What: Auckland Philharmonia Orchestra
Where: Auckland Town Hall
When: Thursday June 22nd
Reviewer: William Dart
The box office benefits of Beethoven at the first of Auckland Philharmonia Orchestra's Splendour of Vienna concerts were sorely missed at Imperial Elegance, the second instalment of the series.
Was Anton Webern the cause, one wondered? Yet the dreaded dodecaphonist was represented by two pieces featuring nothing more startling than what you might find in Richard Strauss or Mahler on their best behaviour.
The opening Ricercare from Bach's Musical Offering had Webern re-visioning Bach's great six-voice fugue as if through a prism, breaking up melodies and sharing them around solo instruments.
With tantalizing timbral fluctuations and the occasional give-and-take in tempo, deftly judged by conductor Eckehard Stier, the austere original was transfigured into the very essence of the late romantic spirit.
Webern's Langsamer Satz was delivered at a pace where it assumed the mantle of a tragic Mahler slow movement.
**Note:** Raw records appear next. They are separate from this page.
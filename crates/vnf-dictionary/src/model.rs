//! Typed definition tree for vendor dictionaries.
//!
//! The loosely-typed YAML document is converted into these structures by a
//! single validating pass in [`crate::parser`]; downstream code never touches
//! raw YAML values.

use std::collections::BTreeMap;

/// Authentication scheme declared in a dictionary's access section.
#[derive(Debug, Clone, Copy, PartialEq, Eq, Default)]
pub enum AuthType {
    /// No authentication.
    #[default]
    None,
    /// HTTP basic authentication (username + password references).
    Basic,
    /// Static bearer token (token reference).
    Token,
    /// Short-lived signed JWT minted per call.
    Jwt,
}

impl AuthType {
    /// Parses an auth type string from the dictionary, case-insensitive.
    ///
    /// Unknown values fall back to `None`; validation flags the credential
    /// references separately.
    pub fn parse(s: &str) -> Self {
        match s.to_ascii_lowercase().as_str() {
            "basic" => AuthType::Basic,
            "token" | "bearer" => AuthType::Token,
            "jwt" => AuthType::Jwt,
            _ => AuthType::None,
        }
    }

    /// Returns the canonical name of this auth type.
    pub fn as_str(&self) -> &'static str {
        match self {
            AuthType::None => "none",
            AuthType::Basic => "basic",
            AuthType::Token => "token",
            AuthType::Jwt => "jwt",
        }
    }
}

/// Device access configuration from the dictionary's `access` section.
#[derive(Debug, Clone)]
pub struct AccessConfig {
    /// Transport protocol: http, https, ssh, or telnet.
    pub protocol: String,
    /// Device port, 1-65535.
    pub port: u16,
    /// Path prefix prepended to HTTP endpoints.
    pub base_path: String,
    /// Authentication scheme.
    pub auth_type: AuthType,
    /// Reference to the username secret (basic auth).
    pub username_ref: Option<String>,
    /// Reference to the password secret (basic auth).
    pub password_ref: Option<String>,
    /// Reference to the token secret (token/jwt auth).
    pub token_ref: Option<String>,
    /// Header carrying the token, defaults to `Authorization`.
    pub token_header: String,
}

impl Default for AccessConfig {
    fn default() -> Self {
        Self {
            protocol: "https".to_string(),
            port: 443,
            base_path: String::new(),
            auth_type: AuthType::None,
            username_ref: None,
            password_ref: None,
            token_ref: None,
            token_header: "Authorization".to_string(),
        }
    }
}

/// Mapping from a device response onto orchestrator-visible fields.
#[derive(Debug, Clone)]
pub struct ResponseMapping {
    /// HTTP status code indicating success, defaults to 200.
    pub success_code: u16,
    /// Dot-separated path to the vendor-assigned id in the response body.
    pub id_path: Option<String>,
    /// Dot-separated path to the array of items in a list response.
    pub list_path: Option<String>,
    /// Per-item field name to dot-path mappings for list responses.
    pub item_paths: BTreeMap<String, String>,
}

impl Default for ResponseMapping {
    fn default() -> Self {
        Self {
            success_code: 200,
            id_path: None,
            list_path: None,
            item_paths: BTreeMap::new(),
        }
    }
}

/// One operation a service supports (create, delete, list, ...).
#[derive(Debug, Clone)]
pub struct OperationDefinition {
    /// HTTP verb, or `SSH`/`CLI` for command execution.
    pub method: String,
    /// URL path template for HTTP operations; command template for CLI.
    pub endpoint: Option<String>,
    /// Request body template.
    pub body: Option<String>,
    /// Header name/template pairs in dictionary order.
    pub headers: Vec<(String, String)>,
    /// Response extraction rules.
    pub response_mapping: Option<ResponseMapping>,
    /// Success regex for CLI responses.
    pub success_pattern: Option<String>,
}

impl OperationDefinition {
    /// Returns true for SSH/CLI command operations.
    pub fn is_cli(&self) -> bool {
        matches!(self.method.to_ascii_uppercase().as_str(), "SSH" | "CLI")
    }
}

/// A named group of operations (e.g. `firewall`, `nat`, `loadbalancer`).
#[derive(Debug, Clone)]
pub struct ServiceDefinition {
    /// The service name, as keyed in the dictionary.
    pub name: String,
    /// Operations keyed by name.
    pub operations: BTreeMap<String, OperationDefinition>,
}

/// A parsed vendor dictionary.
///
/// Immutable once parsed; re-uploading a dictionary replaces it wholesale.
#[derive(Debug, Clone)]
pub struct VendorDictionary {
    /// Vendor name (required in strict parsing).
    pub vendor: Option<String>,
    /// Product name (required in strict parsing).
    pub product: Option<String>,
    /// Dictionary schema version, defaults to "1.0".
    pub version: String,
    /// Device access configuration, if declared.
    pub access: Option<AccessConfig>,
    /// Services keyed by name.
    pub services: BTreeMap<String, ServiceDefinition>,
}

impl VendorDictionary {
    /// Looks up a service by name.
    pub fn service(&self, name: &str) -> Option<&ServiceDefinition> {
        self.services.get(name)
    }

    /// Looks up an operation within a service.
    pub fn operation(&self, service: &str, operation: &str) -> Option<&OperationDefinition> {
        self.services.get(service)?.operations.get(operation)
    }
}

#[cfg(test)]
mod tests {
    use super::*;

    #[test]
    fn test_auth_type_parse() {
        assert_eq!(AuthType::parse("basic"), AuthType::Basic);
        assert_eq!(AuthType::parse("BASIC"), AuthType::Basic);
        assert_eq!(AuthType::parse("bearer"), AuthType::Token);
        assert_eq!(AuthType::parse("jwt"), AuthType::Jwt);
        assert_eq!(AuthType::parse("none"), AuthType::None);
        assert_eq!(AuthType::parse("kerberos"), AuthType::None);
    }

    #[test]
    fn test_access_config_defaults() {
        let access = AccessConfig::default();
        assert_eq!(access.protocol, "https");
        assert_eq!(access.port, 443);
        assert_eq!(access.token_header, "Authorization");
        assert_eq!(access.auth_type, AuthType::None);
    }

    #[test]
    fn test_operation_is_cli() {
        let mut op = OperationDefinition {
            method: "POST".to_string(),
            endpoint: None,
            body: None,
            headers: Vec::new(),
            response_mapping: None,
            success_pattern: None,
        };
        assert!(!op.is_cli());

        op.method = "SSH".to_string();
        assert!(op.is_cli());

        op.method = "cli".to_string();
        assert!(op.is_cli());
    }
}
The APO strings showed their mettle in stirring triple forte unisons and rich, vibrant ensemble, although portamenti and quirky pizzicato passages did always not come off as convincingly as they can in the original string quartet version.
Richard Strauss's transcendental Oboe Concerto proved a bittersweet pleasure, bidding farewell to soloist Bede Hanley who leaves the orchestra in September to join with the Winnipeg Symphony.
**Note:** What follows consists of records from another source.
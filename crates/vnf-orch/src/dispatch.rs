//! Idempotent intent dispatch.
//!
//! One dispatch turns a [`RuleIntent`] into at most one broker call,
//! deduplicated by rule id and content hash, and records the outcome as an
//! [`Operation`].

use std::collections::BTreeMap;
use std::sync::Arc;

use tracing::{debug, info, warn};

use vnf_broker::{extract_error_message, extract_external_id, is_success, parse_body, Broker, BrokerError};
use vnf_dictionary::{RequestBuilder, VendorDictionary};

use crate::error::{OrchError, OrchResult};
use crate::intent::{content_hash, RuleIntent};
use crate::operation::{Operation, OperationState, OperationType};
use crate::store::OperationStore;

/// Dispatches rule intents through the build/execute/parse pipeline with
/// at-most-once semantics per rule id.
///
/// Dispatch is check-then-act: the store is consulted, then written. The
/// caller guarantees at most one in-flight submission per rule id; the
/// dispatcher does not lock.
pub struct Dispatcher {
    dictionary: Arc<VendorDictionary>,
    broker: Arc<dyn Broker>,
    store: Arc<dyn OperationStore>,
}

impl Dispatcher {
    /// Creates a dispatcher over one dictionary, broker, and store.
    pub fn new(
        dictionary: Arc<VendorDictionary>,
        broker: Arc<dyn Broker>,
        store: Arc<dyn OperationStore>,
    ) -> Self {
        Self {
            dictionary,
            broker,
            store,
        }
    }

    /// Applies a mutating intent.
    ///
    /// A completed operation with the same rule id (or the same content
    /// hash under a different rule id) is returned as-is without contacting
    /// the broker. An in-flight operation for the rule id is a
    /// [`OrchError::Conflict`]. Build and broker failures terminate the
    /// operation as Failed and are returned, not raised.
    pub async fn apply_intent(&self, intent: RuleIntent) -> OrchResult<Operation> {
        self.dispatch(intent, true).await
    }

    /// Re-applies an intent whose effect the device has lost.
    ///
    /// Reconciliation has observed that the rule is absent, so the
    /// completed-operation short-circuit is skipped; conflict detection
    /// still applies.
    pub async fn reapply_intent(&self, intent: RuleIntent) -> OrchResult<Operation> {
        self.dispatch(intent, false).await
    }

    /// Deletes the rule previously created under `rule_id`.
    ///
    /// The prior completed create operation supplies the appliance, the
    /// service, and the vendor-assigned external id for the delete
    /// templates.
    pub async fn delete_intent(&self, rule_id: &str) -> OrchResult<Operation> {
        let create_op = self
            .store
            .find_by_rule_id(rule_id, OperationType::Create)
            .await?
            .filter(|op| op.state == OperationState::Completed)
            .ok_or_else(|| OrchError::RuleNotFound {
                rule_id: rule_id.to_string(),
            })?;

        let mut variables = BTreeMap::new();
        if let Some(vendor_ref) = &create_op.vendor_ref {
            variables.insert("externalId".to_string(), vendor_ref.clone());
        }

        let intent = RuleIntent {
            vnf_instance_id: create_op.vnf_instance_id.clone(),
            rule_id: rule_id.to_string(),
            service: create_op.service.clone(),
            operation: "delete".to_string(),
            operation_type: OperationType::Delete,
            variables,
        };
        self.dispatch(intent, true).await
    }

    async fn dispatch(&self, intent: RuleIntent, dedupe_completed: bool) -> OrchResult<Operation> {
        let hash = content_hash(&intent);

        if let Some(existing) = self
            .store
            .find_by_rule_id(&intent.rule_id, intent.operation_type)
            .await?
        {
            match existing.state {
                OperationState::Completed if dedupe_completed => {
                    debug!(
                        rule_id = %intent.rule_id,
                        operation_id = %existing.id,
                        "returning stored result for completed rule id"
                    );
                    return Ok(existing);
                }
                OperationState::Pending | OperationState::InProgress => {
                    return Err(OrchError::Conflict {
                        rule_id: intent.rule_id.clone(),
                    });
                }
                _ => {}
            }
        }

        if dedupe_completed {
            if let Some(existing) = self.store.find_by_content_hash(&hash).await? {
                if existing.state == OperationState::Completed {
                    debug!(
                        rule_id = %intent.rule_id,
                        prior_rule_id = %existing.rule_id,
                        "returning stored result for identical content hash"
                    );
                    return Ok(existing);
                }
            }
        }

        let mut op = Operation::new(&intent, hash);

        let request = match RequestBuilder::build(
            &self.dictionary,
            &intent.service,
            &intent.operation,
            &intent.context(),
        ) {
            Ok(request) => request,
            Err(e) => {
                warn!(rule_id = %intent.rule_id, error = %e, "request build failed");
                op.fail("BUILD_FAILED", e.to_string())?;
                self.store.insert(op.clone()).await?;
                return Ok(op);
            }
        };
        op.request_payload = serde_json::to_string(&request).ok();

        self.store.insert(op.clone()).await?;
        op.transition(OperationState::InProgress)?;
        self.store.update(&op).await?;

        let operation_name = format!("{}.{}", intent.service, intent.operation);
        match self.broker.execute(&request, &operation_name).await {
            Err(e) => {
                if let BrokerError::Http { body, .. } = &e {
                    op.response_payload = Some(body.clone());
                }
                let timed_out = matches!(
                    &e,
                    BrokerError::Transport { source, .. } if source.is_timeout()
                );
                if timed_out {
                    warn!(rule_id = %intent.rule_id, error = %e, "broker call timed out");
                    op.time_out(e.to_string())?;
                } else {
                    let code = match &e {
                        BrokerError::Transport { .. } => "TRANSPORT_FAILED".to_string(),
                        BrokerError::Http { status, .. } => format!("HTTP_{status}"),
                        BrokerError::ResponseParse { .. } => "RESPONSE_PARSE_FAILED".to_string(),
                        BrokerError::Auth { .. } => "AUTH_FAILED".to_string(),
                        BrokerError::Config { .. } => "CONFIG_FAILED".to_string(),
                    };
                    warn!(rule_id = %intent.rule_id, code = %code, error = %e, "broker call failed");
                    op.fail(code, e.to_string())?;
                }
            }
            Ok(response) => {
                op.response_payload = Some(response.body.clone());

                // Build succeeded, so the operation definition exists.
                let definition = match self.dictionary.operation(&intent.service, &intent.operation)
                {
                    Some(definition) => definition.clone(),
                    None => {
                        op.fail("BUILD_FAILED", "operation definition missing")?;
                        self.store.update(&op).await?;
                        return Ok(op);
                    }
                };

                if !is_success(&response, &definition) {
                    let message = extract_error_message(&response);
                    warn!(rule_id = %intent.rule_id, message = %message, "device rejected operation");
                    op.fail("DEVICE_REJECTED", message)?;
                } else {
                    match self.extract_vendor_ref(&response, &definition) {
                        Ok(vendor_ref) => {
                            info!(
                                rule_id = %intent.rule_id,
                                vendor_ref = vendor_ref.as_deref().unwrap_or("<none>"),
                                "operation completed"
                            );
                            op.complete(vendor_ref)?;
                        }
                        Err(e) => {
                            // Deterministic failure; retrying would not help.
                            warn!(rule_id = %intent.rule_id, error = %e, "response parse failed");
                            op.fail("RESPONSE_PARSE_FAILED", e.to_string())?;
                        }
                    }
                }
            }
        }

        self.store.update(&op).await?;
        Ok(op)
    }

    fn extract_vendor_ref(
        &self,
        response: &vnf_broker::BrokerResponse,
        definition: &vnf_dictionary::OperationDefinition,
    ) -> Result<Option<String>, BrokerError> {
        let Some(mapping) = &definition.response_mapping else {
            return Ok(None);
        };
        if mapping.id_path.is_none() {
            return Ok(None);
        }
        let body = parse_body(response)?;
        Ok(extract_external_id(&body, mapping))
    }
}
Strauss's rapturous oboe line seems set to flow forever and, with Hanley's gorgeous tone and buoyant phrasing, one wishes it had.
Small cadenzas were miracles of sculpted precision and, when not extolling the elegiac, Hanley caught the perky humour of the second subject theme along with the work's deliciously coy coda.
Stier played his part in maintaining an all-important balance, setting up the perfect mock eighteenth century bustle in the first Vivace.
Mozart's celebrated G minor Symphony finally took us to old Imperial Vienna. Yet, Stier's Molto Allegro had dash and daring, seamlessly dovetailing its strings and woodwind when B flat major comes along. The Andante had punch rather than mere prettiness and the open-air of the Landler breathed in the Minuet's Trio. If violins were a little taxed by the Mannheim rocket figures zooming through the Finale, it was a small blemish in a joyous leave-taking.
The final concert in the Splendour series is this Thursday (29 July) and features Mahler Das Lied von der Erde (Songs of the Earth).